■ What you are asked to do
Produce as output only the lines below starting at the line with "pub enum ResponseStatus" and continuing through the line with "let done = Self::find_marker(response, DONE_MARKER);", each one exactly as written.

■ Excerpted records
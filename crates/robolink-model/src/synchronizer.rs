//! Model state synchronization
//!
//! [`ModelStateSynchronizer`] owns the live pointer pose of the simulated
//! model and reconciles it, tick by tick, with whatever the remote device
//! reports. For a robot:
//! - pointer and node positions reported: node positions are applied
//!   verbatim and local kinematics is bypassed
//! - only the pointer reported: node positions are computed locally
//! - nothing reported: the model keeps its previous state
//!
//! Tools have no pointer; reported node actions are applied as they come.

use crate::kinematics::{origin_transform, Kinematics};
use crate::nodes::SceneNodes;
use parking_lot::RwLock;
use robolink_communication::DeviceProtocol;
use robolink_core::{
    DeviceEvent, DeviceEventBus, DeviceKind, NodeUpdate, PerformingState, Pose, PositionPoint,
    ProtocolError,
};
use std::sync::Arc;
use std::time::Duration;
use tokio_util::sync::CancellationToken;

/// Default delay between `performing_state` polls
pub const DEFAULT_POLL_INTERVAL: Duration = Duration::from_millis(50);

/// What a tick did to the model
#[derive(Debug, Clone, Copy, PartialEq, Eq)]
pub enum TickOutcome {
    /// Remote node data was applied
    RemoteApplied,
    /// Node poses were computed from the remote pointer
    LocalComputed,
    /// Nothing was reported; the model is unchanged
    Skipped,
}

/// How a motion executed by the remote device ended
#[derive(Debug, Clone, Copy, PartialEq, Eq)]
pub enum RemoteMotionOutcome {
    /// The device reported a terminal state
    Finished(PerformingState),
    /// Polling stopped on cancellation
    Cancelled,
    /// The device refused the motion
    Rejected,
    /// The device stopped answering `performing_state`
    Lost,
}

#[derive(Debug, Clone, Copy, Default)]
struct ModelState {
    pointer: Pose,
    origin: Pose,
}

/// Reconciles the simulated model with remote device reports
pub struct ModelStateSynchronizer {
    name: String,
    kind: DeviceKind,
    scene: Arc<dyn SceneNodes>,
    kinematics: Option<Arc<dyn Kinematics>>,
    state: RwLock<ModelState>,
    poll_interval: Duration,
    events: Option<DeviceEventBus>,
}

impl ModelStateSynchronizer {
    /// Create a synchronizer for the named device
    pub fn new(name: impl Into<String>, kind: DeviceKind, scene: Arc<dyn SceneNodes>) -> Self {
        Self {
            name: name.into(),
            kind,
            scene,
            kinematics: None,
            state: RwLock::new(ModelState::default()),
            poll_interval: DEFAULT_POLL_INTERVAL,
            events: None,
        }
    }

    /// Use `kinematics` when node positions have to be computed locally
    pub fn with_kinematics(mut self, kinematics: Arc<dyn Kinematics>) -> Self {
        self.kinematics = Some(kinematics);
        self
    }

    /// Set the cell origin pose
    pub fn with_origin(self, origin: Pose) -> Self {
        self.state.write().origin = origin;
        self
    }

    /// Set the delay between `performing_state` polls
    pub fn with_poll_interval(mut self, interval: Duration) -> Self {
        self.poll_interval = interval;
        self
    }

    /// Publish [`DeviceEvent::PoseUpdated`] whenever the pointer changes
    pub fn with_events(mut self, events: DeviceEventBus) -> Self {
        self.events = Some(events);
        self
    }

    /// Device kind
    pub fn kind(&self) -> DeviceKind {
        self.kind
    }

    /// Current pointer pose, relative to the cell origin
    pub fn pointer(&self) -> Pose {
        self.state.read().pointer
    }

    /// Cell origin pose
    pub fn origin(&self) -> Pose {
        self.state.read().origin
    }

    /// Move the cell origin and recompute node poses
    pub fn set_origin(&self, origin: Pose) {
        self.state.write().origin = origin;
        let pointer = self.pointer();
        self.apply_local_pose(&pointer);
    }

    /// Set the pointer and compute node poses locally
    pub fn apply_local_pose(&self, pointer: &Pose) {
        let origin = {
            let mut state = self.state.write();
            state.pointer = *pointer;
            state.origin
        };

        if let Some(kinematics) = &self.kinematics {
            for (node, local) in kinematics.node_poses(pointer) {
                self.scene.set_node_pose(&node, &origin_transform(&origin, &local));
            }
        }
        self.publish_pose(*pointer);
    }

    /// Reconcile the model with one round of remote reports
    pub fn tick(
        &self,
        remote_pointer: Option<Pose>,
        remote_nodes: Option<Vec<NodeUpdate>>,
    ) -> TickOutcome {
        match self.kind {
            DeviceKind::Robot => match (remote_pointer, remote_nodes) {
                (Some(pointer), Some(nodes)) => {
                    for update in &nodes {
                        if let NodeUpdate::Position { node, pose } = update {
                            self.scene.set_node_pose(node, pose);
                        }
                    }
                    self.state.write().pointer = pointer;
                    self.publish_pose(pointer);
                    TickOutcome::RemoteApplied
                }
                (Some(pointer), None) => {
                    self.apply_local_pose(&pointer);
                    TickOutcome::LocalComputed
                }
                (None, _) => TickOutcome::Skipped,
            },
            DeviceKind::Tool => match remote_nodes {
                Some(nodes) => {
                    for update in &nodes {
                        if let NodeUpdate::Action { node, action } = update {
                            self.scene.apply_node_action(node, action);
                        }
                    }
                    TickOutcome::RemoteApplied
                }
                None => TickOutcome::Skipped,
            },
        }
    }

    /// Fetch the remote reports once and tick
    pub async fn sync_once(&self, protocol: &dyn DeviceProtocol) -> TickOutcome {
        let (pointer, nodes) = match self.kind {
            DeviceKind::Robot => {
                let pointer = protocol.sync_pointer().await;
                let nodes = match pointer {
                    Some(_) => protocol.sync_model().await,
                    None => None,
                };
                (pointer, nodes)
            }
            DeviceKind::Tool => (None, protocol.sync_model().await),
        };
        self.tick(pointer, nodes)
    }

    /// Let the remote device perform a motion and mirror it
    ///
    /// Sends `move_to`, then ticks while the device reports `processing` and
    /// `cancel` is not set. A final tick follows a terminal state.
    pub async fn run_remote_motion(
        &self,
        protocol: &dyn DeviceProtocol,
        point: &PositionPoint,
        cancel: &CancellationToken,
    ) -> RemoteMotionOutcome {
        let origin = self.origin();
        if !protocol.move_to(point, &origin).await {
            tracing::warn!("{}: remote motion rejected", self.name);
            return RemoteMotionOutcome::Rejected;
        }

        loop {
            if cancel.is_cancelled() {
                tracing::debug!("{}: remote motion polling cancelled", self.name);
                return RemoteMotionOutcome::Cancelled;
            }

            match protocol.performing_state().await {
                Some(PerformingState::Processing) => {
                    self.sync_once(protocol).await;
                    tokio::select! {
                        _ = cancel.cancelled() => {}
                        _ = tokio::time::sleep(self.poll_interval) => {}
                    }
                }
                Some(state) => {
                    self.sync_once(protocol).await;
                    if state == PerformingState::Error {
                        tracing::warn!("{}: {}", self.name, ProtocolError::ExecutionError);
                    }
                    return RemoteMotionOutcome::Finished(state);
                }
                None => return RemoteMotionOutcome::Lost,
            }
        }
    }

    fn publish_pose(&self, pose: Pose) {
        if let Some(events) = &self.events {
            events.emit(DeviceEvent::PoseUpdated {
                device: self.name.clone(),
                pose,
            });
        }
    }
}

impl std::fmt::Debug for ModelStateSynchronizer {
    fn fmt(&self, f: &mut std::fmt::Formatter<'_>) -> std::fmt::Result {
        f.debug_struct("ModelStateSynchronizer")
            .field("name", &self.name)
            .field("kind", &self.kind)
            .field("pointer", &self.pointer())
            .finish()
    }
}
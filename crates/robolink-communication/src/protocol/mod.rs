//! Device protocol
//!
//! Command vocabulary, response decoding and the protocol client that ties
//! them to a transport.

pub mod client;
pub mod command;
pub mod parser;

pub use client::{DeviceProtocol, DeviceProtocolClient};
pub use command::DeviceCommand;
pub use parser::{ResponseParser, ResponseStatus};
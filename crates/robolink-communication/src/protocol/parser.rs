//! Device Response Parser
//!
//! Decodes the raw text returned by a device endpoint. Four shapes exist:
//! - bracketed status markers (`<done: ...>`, `<failed: ...>`)
//! - six-component numeric vectors (poses)
//! - line batches of `<node> <descriptor>` pairs
//! - JSON array payloads (telemetry)
//!
//! Parsing never yields partial data: a pose is either complete or rejected,
//! a payload either decodes as a whole or not at all.

use robolink_core::{DecodeError, DeviceKind, NodeUpdate, PerformingState, Pose};
use serde::de::DeserializeOwned;

/// Outcome carried by a bracketed status marker
#[derive(Debug, Clone, PartialEq, Eq)]
pub enum ResponseStatus {
    /// `<done>` or `<done: message>`
    Done(String),
    /// `<failed>` or `<failed: message>`
    Failed(String),
}

impl ResponseStatus {
    /// Whether the device reported success
    pub fn is_done(&self) -> bool {
        matches!(self, Self::Done(_))
    }

    /// Status message, defaulting to "Done" / "Failed" for bare markers
    pub fn message(&self) -> &str {
        match self {
            Self::Done(msg) | Self::Failed(msg) => msg,
        }
    }
}

const DONE_MARKER: &str = "<done";
const FAILED_MARKER: &str = "<failed";

/// Parser for device protocol responses
pub struct ResponseParser;

impl ResponseParser {
    /// Parse a bracketed status marker
    ///
    /// Whichever of `<done` / `<failed` appears first in the text wins.
    pub fn parse_status(response: &str) -> Result<ResponseStatus, DecodeError> {
        let done = Self::find_marker(response, DONE_MARKER);
        let failed = Self::find_marker(response, FAILED_MARKER);

        let (marker, rest, success) = match (done, failed) {
            (Some((d, rest_d)), Some((f, _))) if d < f => (DONE_MARKER, rest_d, true),
            (_, Some((_, rest_f))) => (FAILED_MARKER, rest_f, false),
            (Some((_, rest_d)), None) => (DONE_MARKER, rest_d, true),
            (None, None) => {
                return Err(DecodeError::MissingStatus {
                    response: response.to_string(),
                })
            }
        };

        let message = match rest.strip_prefix(':') {
            Some(body) => body.split('>').next().unwrap_or_default().trim(),
            None => "",
        };
        let message = if message.is_empty() {
            Self::default_message(marker).to_string()
        } else {
            message.to_string()
        };

        Ok(if success {
            ResponseStatus::Done(message)
        } else {
            ResponseStatus::Failed(message)
        })
    }

    /// Locate a marker that is followed by `:` or `>`, returning its offset
    /// and the text after the marker word
    fn find_marker<'a>(text: &'a str, marker: &str) -> Option<(usize, &'a str)> {
        let mut offset = 0;
        while let Some(pos) = text[offset..].find(marker) {
            let start = offset + pos;
            let rest = &text[start + marker.len()..];
            if rest.starts_with(':') || rest.starts_with('>') {
                return Some((start, rest));
            }
            offset = start + marker.len();
        }
        None
    }

    fn default_message(marker: &str) -> &'static str {
        if marker == DONE_MARKER {
            "Done"
        } else {
            "Failed"
        }
    }

    /// Parse exactly six whitespace-separated numbers as a pose
    pub fn parse_pose(text: &str) -> Result<Pose, DecodeError> {
        let tokens: Vec<&str> = text.split_whitespace().collect();
        if tokens.len() != Pose::COMPONENTS {
            return Err(DecodeError::PoseComponents {
                count: tokens.len(),
            });
        }

        let mut components = [0.0; Pose::COMPONENTS];
        for (slot, token) in components.iter_mut().zip(&tokens) {
            *slot = token
                .parse::<f64>()
                .ok()
                .filter(|v| v.is_finite())
                .ok_or_else(|| DecodeError::PoseToken {
                    token: token.to_string(),
                })?;
        }

        Ok(Pose::from_components(components))
    }

    /// Parse a line batch of `<node> <descriptor>` pairs
    ///
    /// Returns `None` when the text holds no lines at all. Lines without a
    /// separating space are dropped, as are robot lines whose descriptor is
    /// not a valid pose.
    pub fn parse_line_batch(text: &str, kind: DeviceKind) -> Option<Vec<NodeUpdate>> {
        let lines: Vec<&str> = text
            .lines()
            .map(str::trim)
            .filter(|l| !l.is_empty())
            .collect();
        if lines.is_empty() {
            return None;
        }

        let updates = lines
            .into_iter()
            .filter_map(|line| {
                let (node, descriptor) = line.split_once(' ')?;
                let node = node.to_string();
                match kind {
                    DeviceKind::Robot => match Self::parse_pose(descriptor) {
                        Ok(pose) => Some(NodeUpdate::Position { node, pose }),
                        Err(e) => {
                            tracing::debug!("Dropping node line {:?}: {}", line, e);
                            None
                        }
                    },
                    DeviceKind::Tool => Some(NodeUpdate::Action {
                        node,
                        action: descriptor.trim().to_string(),
                    }),
                }
            })
            .collect();

        Some(updates)
    }

    /// Decode a JSON array payload
    ///
    /// Empty text is "no data" (`Ok(None)`), distinct from an empty array.
    pub fn parse_payload<T: DeserializeOwned>(
        text: &str,
        kind: &str,
    ) -> Result<Option<Vec<T>>, DecodeError> {
        let text = text.trim();
        if text.is_empty() {
            return Ok(None);
        }

        serde_json::from_str::<Vec<T>>(text)
            .map(Some)
            .map_err(|e| DecodeError::Payload {
                kind: kind.to_string(),
                reason: e.to_string(),
            })
    }

    /// Parse the reply to `performing_state`
    pub fn parse_performing_state(text: &str) -> Result<PerformingState, DecodeError> {
        let trimmed = text.trim();
        if trimmed.starts_with('<') {
            return Self::parse_status(trimmed).map(|status| {
                if status.is_done() {
                    PerformingState::Completed
                } else {
                    PerformingState::Error
                }
            });
        }

        match trimmed.to_ascii_lowercase().as_str() {
            "processing" => Ok(PerformingState::Processing),
            "completed" | "done" => Ok(PerformingState::Completed),
            "error" | "failed" => Ok(PerformingState::Error),
            _ => Err(DecodeError::PerformingState {
                text: trimmed.to_string(),
            }),
        }
    }
}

■ Solution to this task
pub enum ResponseStatus {
    /// `<done>` or `<done: message>`
    Done(String),
    /// `<failed>` or `<failed: message>`
    Failed(String),
}

impl ResponseStatus {
    /// Whether the device reported success
    pub fn is_done(&self) -> bool {
        matches!(self, Self::Done(_))
    }

    /// Status message, defaulting to "Done" / "Failed" for bare markers
    pub fn message(&self) -> &str {
        match self {
            Self::Done(msg) | Self::Failed(msg) => msg,
        }
    }
}

const DONE_MARKER: &str = "<done";
const FAILED_MARKER: &str = "<failed";

/// Parser for device protocol responses
pub struct ResponseParser;

impl ResponseParser {
    /// Parse a bracketed status marker
    ///
    /// Whichever of `<done` / `<failed` appears first in the text wins.
    pub fn parse_status(response: &str) -> Result<ResponseStatus, DecodeError> {
        let done = Self::find_marker(response, DONE_MARKER);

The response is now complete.